*** Opening of Materials provided ***

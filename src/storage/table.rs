//! Table storage for flatdb
//!
//! A table is three files in the database directory: `<name>.data` holds
//! fixed-width records (cells padded to their declared byte width, one
//! newline per record), `<name>.def` holds the schema, and `<name>.log` is
//! an append-only audit trail of mutations. The data file is always exactly
//! `number_of_rows * row_length` bytes; deletion is logical, via the
//! reserved `~del` marker column.

use std::collections::BTreeMap;
use std::fs::{self, File, OpenOptions};
use std::io::{Read, Seek, SeekFrom, Write};
use std::path::{Path, PathBuf};
use std::sync::Mutex;
use std::time::{SystemTime, UNIX_EPOCH};

use tracing::trace;

use super::schema::{Column, Schema, DELETE_MARKER};
use crate::error::{Error, Result};

/// A row as a column-name to cell-value mapping.
///
/// Cells read back from disk keep their padding; writers may pass unpadded
/// values and partial rows.
pub type Row = BTreeMap<String, String>;

/// A table backed by fixed-width records on disk
#[derive(Debug)]
pub struct Table {
    /// Table name (also the file stem)
    name: String,
    /// Database directory containing the table files
    dir: PathBuf,
    /// Column layout
    schema: Schema,
    /// Data file handle; guarded so reads can share `&self`
    data: Mutex<File>,
    /// Audit log handle
    log: Mutex<File>,
}

impl Table {
    /// Create a new empty table. The three files must not exist yet.
    pub(crate) fn create(dir: &Path, name: &str) -> Result<Self> {
        let dir = dir.to_path_buf();
        let data = OpenOptions::new()
            .read(true)
            .write(true)
            .create_new(true)
            .open(dir.join(format!("{name}.data")))?;
        let log = OpenOptions::new()
            .append(true)
            .create_new(true)
            .open(dir.join(format!("{name}.log")))?;
        fs::write(dir.join(format!("{name}.def")), "")?;

        Ok(Self {
            name: name.to_string(),
            dir,
            schema: Schema::new(),
            data: Mutex::new(data),
            log: Mutex::new(log),
        })
    }

    /// Open an existing table, parsing its schema from the `.def` file
    pub(crate) fn open(dir: &Path, name: &str) -> Result<Self> {
        let dir = dir.to_path_buf();
        let def = fs::read_to_string(dir.join(format!("{name}.def")))?;
        let schema = Schema::parse(&def)?;
        let data = OpenOptions::new()
            .read(true)
            .write(true)
            .open(dir.join(format!("{name}.data")))?;
        let log = OpenOptions::new()
            .append(true)
            .create(true)
            .open(dir.join(format!("{name}.log")))?;

        Ok(Self {
            name: name.to_string(),
            dir,
            schema,
            data: Mutex::new(data),
            log: Mutex::new(log),
        })
    }

    /// Get the table name
    pub fn name(&self) -> &str {
        &self.name
    }

    /// Get the table schema
    pub fn schema(&self) -> &Schema {
        &self.schema
    }

    /// Path of the data file
    pub fn data_path(&self) -> PathBuf {
        self.dir.join(format!("{}.data", self.name))
    }

    /// Path of the schema file
    pub fn def_path(&self) -> PathBuf {
        self.dir.join(format!("{}.def", self.name))
    }

    /// Path of the audit log file
    pub fn log_path(&self) -> PathBuf {
        self.dir.join(format!("{}.log", self.name))
    }

    /// Directory holding shared-lock marker files
    pub fn shared_dir(&self) -> PathBuf {
        self.dir.join(format!("{}.shared", self.name))
    }

    /// Path of the exclusive-lock file
    pub fn exclusive_path(&self) -> PathBuf {
        self.dir.join(format!("{}.exclusive", self.name))
    }

    /// Number of records in the data file, tombstoned rows included
    pub fn number_of_rows(&self) -> Result<usize> {
        let len = self.data.lock().unwrap().metadata()?.len() as usize;
        Ok(len / self.schema.row_length())
    }

    /// Read row `n` as a mapping of column name to raw, untrimmed cell
    pub fn read_row(&self, n: usize) -> Result<Row> {
        self.check_row(n)?;
        let mut buf = vec![0u8; self.schema.row_length()];
        {
            let mut file = self.data.lock().unwrap();
            self.seek_row(&mut file, n)?;
            file.read_exact(&mut buf)?;
        }

        let mut row = Row::new();
        for name in self.schema.order() {
            let col = self.schema.column(name).expect("ordered column exists");
            let cell = &buf[col.offset..col.offset + col.length];
            row.insert(name.clone(), String::from_utf8_lossy(cell).into_owned());
        }
        Ok(row)
    }

    /// Read a single raw cell
    pub fn read_column(&self, n: usize, column: &str) -> Result<String> {
        self.check_row(n)?;
        let col = self.column(column)?;
        let mut buf = vec![0u8; col.length];
        let mut file = self.data.lock().unwrap();
        self.seek_column(&mut file, n, &col)?;
        file.read_exact(&mut buf)?;
        Ok(String::from_utf8_lossy(&buf).into_owned())
    }

    /// True when row `n` carries the delete marker
    pub fn tombstoned(&self, n: usize) -> Result<bool> {
        if !self.schema.contains(DELETE_MARKER) {
            return Ok(false);
        }
        Ok(!self.read_column(n, DELETE_MARKER)?.trim().is_empty())
    }

    /// Append a row. Missing columns are written empty; every cell is
    /// padded or truncated to its declared width. Returns the new row number.
    pub fn insert(&self, row: &Row) -> Result<usize> {
        let mut record = Vec::with_capacity(self.schema.row_length());
        for name in self.schema.order() {
            let col = self.schema.column(name).expect("ordered column exists");
            let value = row.get(name).map(String::as_str).unwrap_or("");
            record.extend_from_slice(&pad_cell(value, col.length));
        }
        record.push(b'\n');

        let n = {
            let mut file = self.data.lock().unwrap();
            let end = file.seek(SeekFrom::End(0))?;
            file.write_all(&record)?;
            file.flush()?;
            end as usize / self.schema.row_length()
        };

        trace!(table = %self.name, row = n, "insert");
        self.log_op("Insert", &row_json(row)?)?;
        Ok(n)
    }

    /// Overwrite the cells of row `n` named in `row`; other columns keep
    /// their current contents. Unknown keys are ignored.
    pub fn update(&self, n: usize, row: &Row) -> Result<()> {
        self.check_row(n)?;
        if self.tombstoned(n)? {
            return Err(Error::RowDeleted {
                table: self.name.clone(),
                row: n,
            });
        }

        {
            let mut file = self.data.lock().unwrap();
            for (name, value) in row {
                if let Some(col) = self.schema.column(name) {
                    let col = col.clone();
                    self.seek_column(&mut file, n, &col)?;
                    file.write_all(&pad_cell(value, col.length))?;
                }
            }
            file.flush()?;
        }

        trace!(table = %self.name, row = n, "update");
        self.log_op("Update", &format!("{} {}", n, row_json(row)?))?;
        Ok(())
    }

    /// Mark row `n` as deleted by writing `'y'` to the delete marker
    pub fn delete_row(&self, n: usize) -> Result<()> {
        if !self.schema.contains(DELETE_MARKER) {
            return Err(Error::NoDeleteMarker(self.name.clone()));
        }
        self.check_row(n)?;
        if self.tombstoned(n)? {
            return Err(Error::RowDeleted {
                table: self.name.clone(),
                row: n,
            });
        }

        self.write_marker(n, b"y")?;
        trace!(table = %self.name, row = n, "delete");
        self.log_op("Delete", &n.to_string())?;
        Ok(())
    }

    /// Set or clear the delete marker without the tombstone check.
    ///
    /// Used by transaction rollback to re-tombstone inserts and revive
    /// deletes; idempotent, and not recorded in the audit log.
    pub(crate) fn set_tombstone(&self, n: usize, deleted: bool) -> Result<()> {
        if !self.schema.contains(DELETE_MARKER) {
            return Err(Error::NoDeleteMarker(self.name.clone()));
        }
        self.check_row(n)?;
        self.write_marker(n, if deleted { b"y" } else { b" " })
    }

    /// Append a column to the schema and `.def` file in place.
    ///
    /// Only valid while the table has no rows; otherwise the record layout
    /// on disk would no longer match the schema. [`Database::add_column`]
    /// routes non-empty tables through the rebuild protocol instead.
    ///
    /// [`Database::add_column`]: crate::database::Database::add_column
    pub(crate) fn add_column_in_place(&mut self, name: &str, length: usize) -> Result<()> {
        let mut def = OpenOptions::new().append(true).open(self.def_path())?;
        writeln!(def, "{name}:{length}")?;
        def.flush()?;
        self.schema.push(name, length);
        self.log_op("AddColumn", &format!("{name}:{length}"))
    }

    /// Drop a column from the schema, rewriting the `.def` file.
    ///
    /// Like [`Table::add_column_in_place`], only valid for empty tables.
    pub(crate) fn remove_column_in_place(&mut self, name: &str) -> Result<()> {
        self.schema.remove(name);
        fs::write(self.def_path(), self.schema.render())?;
        self.log_op("DeleteColumn", name)
    }

    fn column(&self, name: &str) -> Result<Column> {
        self.schema
            .column(name)
            .cloned()
            .ok_or_else(|| Error::ColumnNotFound(name.to_string(), self.name.clone()))
    }

    fn check_row(&self, n: usize) -> Result<()> {
        let rows = self.number_of_rows()?;
        if n >= rows {
            return Err(Error::RowOutOfBounds {
                table: self.name.clone(),
                row: n,
                rows,
            });
        }
        Ok(())
    }

    fn write_marker(&self, n: usize, marker: &[u8; 1]) -> Result<()> {
        let col = self.column(DELETE_MARKER)?;
        let mut file = self.data.lock().unwrap();
        self.seek_column(&mut file, n, &col)?;
        file.write_all(marker)?;
        file.flush()?;
        Ok(())
    }

    /// Position the cursor at the start of row `n`
    fn seek_row(&self, file: &mut File, n: usize) -> Result<()> {
        file.seek(SeekFrom::Start((n * self.schema.row_length()) as u64))?;
        Ok(())
    }

    /// Position the cursor at column `col` of row `n`
    fn seek_column(&self, file: &mut File, n: usize, col: &Column) -> Result<()> {
        file.seek(SeekFrom::Start(
            (n * self.schema.row_length() + col.offset) as u64,
        ))?;
        Ok(())
    }

    /// Append one `<unix_seconds>\t<kind>\t<details>` line to the audit log
    fn log_op(&self, kind: &str, details: &str) -> Result<()> {
        let mut log = self.log.lock().unwrap();
        writeln!(log, "{}\t{}\t{}", unix_seconds(), kind, details)?;
        log.flush()?;
        Ok(())
    }
}

/// Pad or truncate a cell value to its declared byte width
fn pad_cell(value: &str, length: usize) -> Vec<u8> {
    let mut cell = value.as_bytes().to_vec();
    cell.truncate(length);
    cell.resize(length, b' ');
    cell
}

fn row_json(row: &Row) -> Result<String> {
    serde_json::to_string(row).map_err(|e| Error::Internal(e.to_string()))
}

fn unix_seconds() -> u64 {
    SystemTime::now()
        .duration_since(UNIX_EPOCH)
        .unwrap_or_default()
        .as_secs()
}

*** Close of Materials provided ***

What the task asks: Look for the string "Position" in the data above and return every line that has it.

Output for this exercise:
    /// Position the cursor at the start of row `n`
    /// Position the cursor at column `col` of row `n`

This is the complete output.